La députée LFI Sophia Chikirou à l’Assemblée nationale, à Paris, le 20 mai 2025. XOSE BOUZAS / HANS LUCAS VIA AFP
Encore une fois, Sophia Chikirou s’illustre par une prise de position prochinoise. Interrogée en août par l’émission « Quotidien » à l’occasion des universités d’été de son parti La France insoumise (LFI), la députée a fait part de sa position à rebours du consensus occidental sur Pékin.
« Je ne considère pas que la Chine soit une dictature », affirme-t-elle dans une séquence vidéo devenue virale et diffusée mardi 2 septembre. Sophia Chikirou préfère parler de « système politique à parti dominant où il n’y a pas un seul homme qui dirige ». « La critique du Parti communiste chinois est impossible, mais vous pouvez critiquer des mesures prises », ajoute-t-elle.

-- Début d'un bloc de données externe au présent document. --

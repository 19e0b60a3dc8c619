//! Source metadata and audio download through `yt-dlp`.

use anyhow::{Context, Result, bail};
use serde::Deserialize;
use sha2::{Digest, Sha256};
use std::fs;
use std::path::{Path, PathBuf};
use std::process::Command;

use crate::common::paths;
use crate::split::resolver::TrackSource;
use crate::split::timestamp::Timestamp;
use crate::split::track::Chapter;
use crate::ui::prelude::{Level, emit};

#[derive(Debug, Clone, Deserialize)]
pub struct RawChapter {
    #[serde(default)]
    pub start_time: Option<f64>,
    #[serde(default)]
    pub end_time: Option<f64>,
    #[serde(default)]
    pub title: Option<String>,
}

/// The subset of yt-dlp's info JSON mixsplit reads.
#[derive(Debug, Clone, Deserialize)]
pub struct VideoInfo {
    #[serde(default)]
    pub title: String,
    #[serde(default)]
    pub description: Option<String>,
    #[serde(default)]
    pub chapters: Option<Vec<RawChapter>>,
    #[serde(default)]
    pub creator: Option<String>,
    #[serde(default)]
    pub uploader: Option<String>,
    #[serde(default)]
    pub duration: Option<f64>,
}

impl VideoInfo {
    pub fn from_json(json: &str) -> Result<Self> {
        serde_json::from_str(json).context("Failed to parse yt-dlp metadata JSON")
    }

    /// Chapters converted to timeline values; `None` when the source has none.
    pub fn chapters(&self) -> Result<Option<Vec<Chapter>>> {
        let Some(raw) = self.chapters.as_ref().filter(|c| !c.is_empty()) else {
            return Ok(None);
        };

        let mut chapters = Vec::with_capacity(raw.len());
        for (index, chapter) in raw.iter().enumerate() {
            let Some(start_time) = chapter.start_time else {
                bail!("Chapter {} has no start time", index + 1);
            };
            let start = Timestamp::from_secs_f64(start_time)
                .with_context(|| format!("Chapter {} has an invalid start time", index + 1))?;
            let end = chapter
                .end_time
                .map(Timestamp::from_secs_f64)
                .transpose()
                .with_context(|| format!("Chapter {} has an invalid end time", index + 1))?;
            let title = chapter
                .title
                .as_deref()
                .map(str::trim)
                .filter(|t| !t.is_empty())
                .map(str::to_string)
                .unwrap_or_else(|| format!("Chapter {}", index + 1));
            chapters.push(Chapter { title, start, end });
        }
        Ok(Some(chapters))
    }

    /// Pick where track boundaries come from.
    ///
    /// Chapters win when the source has any and `use_chapters` is set;
    /// otherwise the description text is used.
    pub fn track_source(&self, use_chapters: bool) -> Result<TrackSource> {
        if use_chapters {
            if let Some(chapters) = self.chapters()? {
                return Ok(TrackSource::Chapters(chapters));
            }
        }
        Ok(TrackSource::Description(
            self.description.clone().unwrap_or_default(),
        ))
    }

    pub fn total_duration(&self) -> Option<Timestamp> {
        self.duration.and_then(|d| Timestamp::from_secs_f64(d).ok())
    }

    /// Performer: explicit creator, else the part of the title before `" - "`,
    /// else the uploader.
    pub fn creator(&self) -> String {
        if let Some(creator) = self.creator.as_deref().map(str::trim).filter(|c| !c.is_empty()) {
            return creator.to_string();
        }
        if let Some((artist, _)) = self.title.split_once(" - ") {
            let artist = artist.trim();
            if !artist.is_empty() {
                return artist.to_string();
            }
        }
        self.uploader
            .as_deref()
            .map(str::trim)
            .filter(|u| !u.is_empty())
            .unwrap_or("Unknown Artist")
            .to_string()
    }

    /// Album: the part of the title after `" - "`, else the whole title.
    pub fn album(&self) -> String {
        let album = match self.title.split_once(" - ") {
            Some((_, rest)) if !rest.trim().is_empty() => rest.trim(),
            _ => self.title.trim(),
        };
        if album.is_empty() {
            return "Unknown Album".to_string();
        }
        album.replace('/', "_")
    }
}

pub fn fetch_info(url: &str) -> Result<VideoInfo> {
    let output = Command::new("yt-dlp")
        .arg("--dump-single-json")
        .arg("--no-playlist")
        .arg("--skip-download")
        .arg("--no-warnings")
        .arg(url)
        .output()
        .with_context(|| format!("Failed to spawn yt-dlp for {}", url))?;

    if !output.status.success() {
        let stderr = String::from_utf8_lossy(&output.stderr);
        bail!("yt-dlp failed to read metadata for {}: {}", url, stderr.trim());
    }

    let json = String::from_utf8(output.stdout).context("yt-dlp returned non-UTF8 metadata")?;
    VideoInfo::from_json(&json)
}

pub fn load_info_json(path: &Path) -> Result<VideoInfo> {
    let json = fs::read_to_string(path)
        .with_context(|| format!("Failed to read metadata from {}", path.display()))?;
    VideoInfo::from_json(&json).with_context(|| format!("Invalid metadata in {}", path.display()))
}

/// Cache location a download of `url` ends up at.
pub fn download_path_for(url: &str, audio_format: &str) -> Result<PathBuf> {
    let mut hasher = Sha256::new();
    hasher.update(url.as_bytes());
    let hash = format!("{:x}", hasher.finalize());
    Ok(paths::mixsplit_download_dir()?.join(format!("{hash}.{audio_format}")))
}

#[derive(Debug, Clone)]
pub struct DownloadOptions<'a> {
    pub audio_format: &'a str,
    pub audio_quality: &'a str,
    pub redownload: bool,
}

/// Download the best audio stream of `url`, reusing a cached copy.
pub fn download_audio(url: &str, options: &DownloadOptions<'_>) -> Result<PathBuf> {
    let destination = download_path_for(url, options.audio_format)?;
    if destination.exists() {
        if !options.redownload {
            emit(
                Level::Info,
                "split.download.cached",
                &format!("Using cached audio {}", destination.display()),
                None,
            );
            return Ok(destination);
        }
        fs::remove_file(&destination)
            .with_context(|| format!("Failed to remove cached audio {}", destination.display()))?;
    }

    let stem = destination.with_extension("");
    let template = format!("{}.%(ext)s", stem.display());

    let output = Command::new("yt-dlp")
        .arg("--no-part")
        .arg("--no-playlist")
        .arg("--quiet")
        .arg("--no-warnings")
        .arg("-f")
        .arg("bestaudio/best")
        .arg("-x")
        .arg("--audio-format")
        .arg(options.audio_format)
        .arg("--audio-quality")
        .arg(options.audio_quality)
        .arg("-o")
        .arg(&template)
        .arg(url)
        .output()
        .with_context(|| format!("Failed to spawn yt-dlp for {}", url))?;

    if !output.status.success() {
        let stderr = String::from_utf8_lossy(&output.stderr);
        bail!("yt-dlp failed to download {}: {}", url, stderr.trim());
    }

    if !destination.exists() {
        bail!(
            "yt-dlp reported success but {} was not created",
            destination.display()
        );
    }

    Ok(destination)
}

Elle juge au passage que la liberté d’expression n’est pas plus menacée à Pékin… qu’à Paris. Pour rappel, la France est classée 25e lors du dernier recensement de Reporters sans Frontières sur la liberté de la presse, et la Chine 178e sur 180, l’ONG estimant que « la République populaire de Chine est la plus grande prison du monde pour les journalistes, et son régime mène une campagne de répression contre le journalisme et le droit à l’information dans le monde entier ».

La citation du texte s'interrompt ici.